I wanted to give everyone an update on the progress of this effort. Looking back over my notes over the holiday, and started seriously considering this back in October 2017! Time flies. :)

So in short, some of you know that I was the founder of a startup for the last several years, and that takes an incredible amount of time--and as much as I wanted to have this as a side project, I realized that a) I didn't have as much free time as I thought, and b) this project would be a lot more work than a side project would allow. So it sat and sat, as all of you are well-aware.

I've met with Selig twice for lunch (thanks Selig!) and have had several discussions--including an in-person chat with Holly, and it still seems clear to me that this would be a valid thing to have exist in the world. Especially with all these new controllers coming into the market, from Avid's S1/S4, and Presonus, and of course SSL's own Nucleus.

All good things, as they say, come to an end. And I know what you're probably thinking...

But no, I'm not closing down my effort on this. In fact, it's my day job that has finally come to a conclusion, and I'm no longer gainfully employed after a short wind-down period. My official last day of full-time work was last Friday. So, after much thought and talking through it with my husband--I've decided to go at this effort full-time for the next six months, culminating in a crowdfunding sale.
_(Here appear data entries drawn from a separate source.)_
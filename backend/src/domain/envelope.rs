//! Uniform response envelope for API call outcomes.
//!
//! ```text
//! {"success":true,"data":{...},"responseId":"req-..."}
//! {"success":false,"error":{"type":"API_ERROR",...}}
//! ```
//!
//! The `success` flag discriminates the shape; `data` and `error` never
//! appear together.

use serde::de::DeserializeOwned;
use serde::{Deserialize, Serialize};

use super::error::AppError;

/// Outcome of an API call, normalised for callers and clients.
#[derive(Debug, Clone, PartialEq, Serialize, Deserialize)]
#[serde(
    try_from = "ApiResponseDto<T>",
    into = "ApiResponseDto<T>",
    bound(
        serialize = "T: Serialize + Clone",
        deserialize = "T: DeserializeOwned"
    )
)]
pub enum ApiResponse<T> {
    /// The call succeeded.
    Success {
        /// Returned payload.
        data: T,
        /// Correlation identifier, when one was assigned.
        response_id: Option<String>,
    },
    /// The call failed.
    Error {
        /// Normalised failure.
        error: AppError,
        /// Correlation identifier, when one was assigned.
        response_id: Option<String>,
    },
}

/// Wrap `data` in a success envelope.
///
/// # Examples
/// ```
/// use invitation::domain::create_success_response;
///
/// let envelope = create_success_response(5);
/// assert!(envelope.is_success());
/// assert_eq!(envelope.data(), Some(&5));
/// ```
pub const fn create_success_response<T>(data: T) -> ApiResponse<T> {
    ApiResponse::Success {
        data,
        response_id: None,
    }
}

/// Wrap `error` in a failure envelope.
pub const fn create_error_response<T>(error: AppError) -> ApiResponse<T> {
    ApiResponse::Error {
        error,
        response_id: None,
    }
}

impl<T> ApiResponse<T> {
    /// Whether this envelope carries data.
    pub const fn is_success(&self) -> bool {
        matches!(self, Self::Success { .. })
    }

    /// Payload of a success envelope.
    pub const fn data(&self) -> Option<&T> {
        match self {
            Self::Success { data, .. } => Some(data),
            Self::Error { .. } => None,
        }
    }

    /// Failure of an error envelope.
    pub const fn error(&self) -> Option<&AppError> {
        match self {
            Self::Success { .. } => None,
            Self::Error { error, .. } => Some(error),
        }
    }

    /// Correlation identifier, if any.
    pub fn response_id(&self) -> Option<&str> {
        match self {
            Self::Success { response_id, .. } | Self::Error { response_id, .. } => {
                response_id.as_deref()
            }
        }
    }

    /// Attach a correlation identifier.
    #[must_use]
    pub fn with_response_id(self, id: Option<String>) -> Self {
        match self {
            Self::Success { data, .. } => Self::Success {
                data,
                response_id: id,
            },
            Self::Error { error, .. } => Self::Error {
                error,
                response_id: id,
            },
        }
    }

    /// Convert into a `Result`, dropping the correlation identifier.
    pub fn into_result(self) -> Result<T, AppError> {
        match self {
            Self::Success { data, .. } => Ok(data),
            Self::Error { error, .. } => Err(error),
        }
    }

    /// Transform the success payload.
    pub fn map<U>(self, f: impl FnOnce(T) -> U) -> ApiResponse<U> {
        match self {
            Self::Success { data, response_id } => ApiResponse::Success {
                data: f(data),
                response_id,
            },
            Self::Error { error, response_id } => ApiResponse::Error { error, response_id },
        }
    }
}

impl<T> From<Result<T, AppError>> for ApiResponse<T> {
    fn from(value: Result<T, AppError>) -> Self {
        match value {
            Ok(data) => create_success_response(data),
            Err(error) => create_error_response(error),
        }
    }
}

/// Rejected envelope shapes.
#[derive(Debug, Clone, PartialEq, Eq, thiserror::Error)]
pub enum EnvelopeValidationError {
    /// `success` was true but `data` was absent, or `error` was present.
    #[error("success envelopes must carry data and no error")]
    InvalidSuccess,
    /// `success` was false but `error` was absent, or `data` was present.
    #[error("error envelopes must carry an error and no data")]
    InvalidError,
}

#[derive(Debug, Clone, Serialize, Deserialize)]
#[serde(rename_all = "camelCase")]
struct ApiResponseDto<T> {
    success: bool,
    #[serde(default = "Option::default", skip_serializing_if = "Option::is_none")]
    data: Option<T>,
    #[serde(default, skip_serializing_if = "Option::is_none")]
    error: Option<AppError>,
    #[serde(default, skip_serializing_if = "Option::is_none")]
    response_id: Option<String>,
}

impl<T> From<ApiResponse<T>> for ApiResponseDto<T> {
    fn from(value: ApiResponse<T>) -> Self {
        match value {
            ApiResponse::Success { data, response_id } => Self {
                success: true,
                data: Some(data),
                error: None,
                response_id,
            },
            ApiResponse::Error { error, response_id } => Self {
                success: false,
                data: None,
                error: Some(error),
                response_id,
            },
        }
    }
}

impl<T> TryFrom<ApiResponseDto<T>> for ApiResponse<T> {
    type Error = EnvelopeValidationError;

    fn try_from(value: ApiResponseDto<T>) -> Result<Self, EnvelopeValidationError> {
        match value {
            ApiResponseDto {
                success: true,
                data: Some(data),
                error: None,
                response_id,
            } => Ok(ApiResponse::Success { data, response_id }),
            ApiResponseDto { success: true, .. } => Err(EnvelopeValidationError::InvalidSuccess),
            ApiResponseDto {
                success: false,
                data: None,
                error: Some(error),
                response_id,
            } => Ok(ApiResponse::Error { error, response_id }),
            ApiResponseDto { success: false, .. } => Err(EnvelopeValidationError::InvalidError),
        }
    }
}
There is so much more to catch up on--what is the "thing" for sale? Will it still be modular? Will it only work with Reason, or support other DAWs? How will it be priced now that it's a commercial effort and not a side project? All good questions! I don't have all the answers to them yet, but you can be damned sure it's going to be my aim to get answers.

I cannot tell you how excited I am to finally have the time and the headspace to really focus on this effort. It holds so much potential, and I still feel will really help usher in a new way to bridge the in-the-box vs out-of-the-box dilemma when it comes to digital recording.

I'd like to get the conversation going again if any of you are still interested in discussing the details. I should probably start with another post that outlines the high-level goals and expectations I have for this thing, then open it back up for dialog with you all.

DiegoP
Posts: 6
Joined: 18 Dec 2019

13 Jan 2020

Let me know how you want to continue. I'm still interested ;)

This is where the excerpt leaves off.